I agree entirely, though some advances are being made and some "centers" are getting themselves more organized in their pursuit. I try to scan and survey the world to glean these things. I watch at least three or four web sites. I have recently purchased a raft of books on multiple intelligences and their development in children, one on parapsychology and spirituality by a well-known 9/11 researcher, two relatively new ones by Howard Gardner, Ellen Langer's new book "Conterclockwise", and three on psychosomatics and movement. "Our" task is not only to survey and watch what is being said, done, developed and used by the unspeakable gang, but to make every effort in our limited circumstances to understand and develop the antidotes and inject them into the culture.
Of particular note are Howard Gardner's books "Changing Minds" and "Five Minds for the Future".
Further leads from "Mind Hacks", a UK-based pyschiatry blog:
The Culture and Cognition blog covers the territory where culture and psychology meet, and they've just released their 'reader' which has a list of essential books and papers to cover the interface between anthropology and the cognitive sciences.
Many of the articles are available in full online and the list is a fantastic guide to the area.
It includes both popular and academic texts but the list works best as a reference, so bookmark it as I'm sure you'll be returning to it time and again if you're like me and interested in the cross over between culture and psychology.

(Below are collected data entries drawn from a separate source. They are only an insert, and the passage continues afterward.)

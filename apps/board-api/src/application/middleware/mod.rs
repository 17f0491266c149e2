pub mod auth;
pub mod host;
pub mod locale;
pub mod tenant;

pub use auth::{AuthenticatedUser, CurrentUser, attach_user, is_authenticated, save_session};
pub use host::{ExpectedHost, host_checker};
pub use locale::{RequestLocale, resolve_locale};
pub use tenant::{CurrentTenant, guard_private_tenant, resolve_tenant};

Link to Cognition and Culture Reader:
http://cognitionandculture.net/index.php...&Itemid=78
Link to to Cognition and Culture home page:
http://cognitionandculture.net/index.php...e&Itemid=1
Sample:
Does power increase hypocrisy?
News - Publications
09 January 2010
An article entitled "Power Increases Hypocrisy: Moralizing in Reasoning, Immorality in Behavior" by Joris Lammers, Diederik A. Stapel, and Adam D. Galinsky coming out in Psychological Science and available here illustrates how insights into 'power', a notion central in the standard social sciences, can be gained through a cognitive and experimental approach. Abstract under the fold. Read more...
The International Cognition and Culture Institute (Institut Jean Nicod and LSE) and the Philosophy, Politics and Economics Program at the University of Pennsylvania organize a virtual seminar Decision Making for a Social World.

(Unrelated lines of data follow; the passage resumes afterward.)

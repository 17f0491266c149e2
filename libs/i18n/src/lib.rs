//! Localized message catalogs.
//!
//! A [`LocaleStore`] is built once at startup and shared through the
//! application state. Lookups fall back from the requested locale to the
//! default locale and finally to the empty string.

use dashmap::DashMap;
use dashmap::mapref::entry::Entry;
use serde_json::Value;
use std::collections::HashMap;
use std::sync::Arc;
use tracing::{debug, info};

pub mod catalog;
pub mod error;
pub mod format;
pub mod plural;

pub use catalog::{CatalogSource, EmbeddedCatalogs, SUPPORTED_LOCALES};
pub use error::{FormatError, I18nError};
pub use format::Message;
pub use plural::{PluralCategory, PluralRules};

/// A loaded catalog and the plural rules of its culture.
#[derive(Debug)]
struct LocaleData {
    rules: PluralRules,
    messages: HashMap<String, String>,
}

pub struct LocaleStore {
    default_locale: &'static str,
    cache_enabled: bool,
    source: Box<dyn CatalogSource>,
    cache: DashMap<String, Arc<LocaleData>>,
}

impl std::fmt::Debug for LocaleStore {
    fn fmt(&self, f: &mut std::fmt::Formatter<'_>) -> std::fmt::Result {
        f.debug_struct("LocaleStore")
            .field("default_locale", &self.default_locale)
            .field("cache_enabled", &self.cache_enabled)
            .field("cached", &self.cache.len())
            .finish()
    }
}

impl LocaleStore {
    /// Store backed by the catalogs embedded in the binary.
    ///
    /// `cache_enabled` keeps parsed catalogs in memory; it is only switched
    /// on in production.
    pub fn new(default_locale: &str, cache_enabled: bool) -> Result<Self, I18nError> {
        Self::with_source(default_locale, cache_enabled, EmbeddedCatalogs)
    }

    pub fn with_source<S>(default_locale: &str, cache_enabled: bool, source: S) -> Result<Self, I18nError>
    where
        S: CatalogSource + 'static,
    {
        let default_locale = supported(default_locale)
            .ok_or_else(|| I18nError::UnsupportedLocale(default_locale.to_string()))?;
        Ok(Self {
            default_locale,
            cache_enabled,
            source: Box::new(source),
            cache: DashMap::new(),
        })
    }

    pub fn default_locale(&self) -> &'static str {
        self.default_locale
    }

    /// Loads every supported catalog so a broken one fails at startup.
    pub fn preload(&self) -> Result<(), I18nError> {
        for (code, _) in SUPPORTED_LOCALES {
            let data = self.locale_data(code)?;
            info!("Loaded locale {} ({} messages)", code, data.messages.len());
        }
        Ok(())
    }

    /// The requested locale if it has a catalog, otherwise the default.
    pub fn resolve_locale(&self, requested: Option<&str>) -> &'static str {
        requested.and_then(supported).unwrap_or(self.default_locale)
    }

    /// Picks the best supported locale from an `Accept-Language` header.
    ///
    /// Entries are tried by descending quality; a bare language (`pt`) or a
    /// different region (`pt-PT`) matches the supported locale of that language.
    pub fn negotiate(&self, accept_language: &str) -> &'static str {
        let mut ranges: Vec<(&str, f32)> = accept_language
            .split(',')
            .filter_map(|part| {
                let mut pieces = part.split(';');
                let tag = pieces.next()?.trim();
                if tag.is_empty() {
                    return None;
                }
                let quality = pieces
                    .find_map(|p| p.trim().strip_prefix("q="))
                    .and_then(|q| q.trim().parse::<f32>().ok())
                    .unwrap_or(1.0);
                (quality > 0.0).then_some((tag, quality))
            })
            .collect();
        // Stable sort keeps header order among equal qualities
        ranges.sort_by(|a, b| b.1.total_cmp(&a.1));

        ranges
            .into_iter()
            .find_map(|(tag, _)| {
                supported(tag).or_else(|| {
                    let language = tag.split('-').next().unwrap_or(tag);
                    SUPPORTED_LOCALES
                        .iter()
                        .find(|(code, _)| {
                            code.split('-')
                                .next()
                                .is_some_and(|l| l.eq_ignore_ascii_case(language))
                        })
                        .map(|(code, _)| *code)
                })
            })
            .unwrap_or(self.default_locale)
    }

    /// Raw template for `key`, without formatting.
    pub fn translate(&self, locale: Option<&str>, key: &str) -> Result<String, I18nError> {
        Ok(self
            .lookup(locale, key)?
            .map(|(template, _)| template)
            .unwrap_or_default())
    }

    /// Template for `key` formatted with `params`.
    pub fn translate_with(&self, locale: Option<&str>, key: &str, params: &Value) -> Result<String, I18nError> {
        let Some((template, rules)) = self.lookup(locale, key)? else {
            return Ok(String::new());
        };
        let to_error = |source| I18nError::Format {
            key: key.to_string(),
            source,
        };
        Message::parse(&template)
            .and_then(|message| message.format(rules, params))
            .map_err(to_error)
    }

    // Message from the active catalog, else from the default catalog, with
    // the plural rules of whichever catalog supplied it.
    fn lookup(&self, locale: Option<&str>, key: &str) -> Result<Option<(String, PluralRules)>, I18nError> {
        let active = self.resolve_locale(locale);
        let data = self.locale_data(active)?;
        if let Some(template) = data.messages.get(key) {
            return Ok(Some((template.clone(), data.rules)));
        }
        if active == self.default_locale {
            return Ok(None);
        }

        debug!("Key {} missing in {}, falling back to {}", key, active, self.default_locale);
        let fallback = self.locale_data(self.default_locale)?;
        Ok(fallback
            .messages
            .get(key)
            .map(|template| (template.clone(), fallback.rules)))
    }

    fn locale_data(&self, locale: &str) -> Result<Arc<LocaleData>, I18nError> {
        if !self.cache_enabled {
            return self.load(locale).map(Arc::new);
        }
        if let Some(data) = self.cache.get(locale) {
            return Ok(Arc::clone(data.value()));
        }
        // Another request may have loaded it since the read above
        match self.cache.entry(locale.to_string()) {
            Entry::Occupied(entry) => Ok(Arc::clone(entry.get())),
            Entry::Vacant(entry) => {
                let data = Arc::new(self.load(locale)?);
                entry.insert(Arc::clone(&data));
                Ok(data)
            }
        }
    }

    fn load(&self, locale: &str) -> Result<LocaleData, I18nError> {
        let bytes = self
            .source
            .read(locale)
            .ok_or_else(|| I18nError::CatalogNotFound(locale.to_string()))?;
        let messages: HashMap<String, String> =
            serde_json::from_slice(&bytes).map_err(|source| I18nError::MalformedCatalog {
                locale: locale.to_string(),
                source,
            })?;
        let culture = catalog::culture_of(locale).unwrap_or(locale);
        debug!("Parsed catalog {} with {} messages", locale, messages.len());
        Ok(LocaleData {
            rules: PluralRules::for_culture(culture),
            messages,
        })
    }
}

fn supported(locale: &str) -> Option<&'static str> {
    SUPPORTED_LOCALES
        .iter()
        .find(|(code, _)| code.eq_ignore_ascii_case(locale))
        .map(|(code, _)| *code)
}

Decision Making for a Social World[/FONT]
The aim of this seminar is to bring together threads of research in decision making and related areas of psychology that show how deeply our decisions are influenced by our social context. Some of this research even takes the stronger stance that some of the mechanisms that are typically thought of as being within the purview of individual cognition actually have a social function.
It will begin in February 2011. Every two weeks a new paper will be posted and a moderated discussion will take place online among invited discussants and the public one the one hand, and the author on the other hand.
See also:
http://www.mindhacks.com/blog/2010/03/go...ide_t.html
"Where is the intersection between the world's deep hunger and your deep gladness?"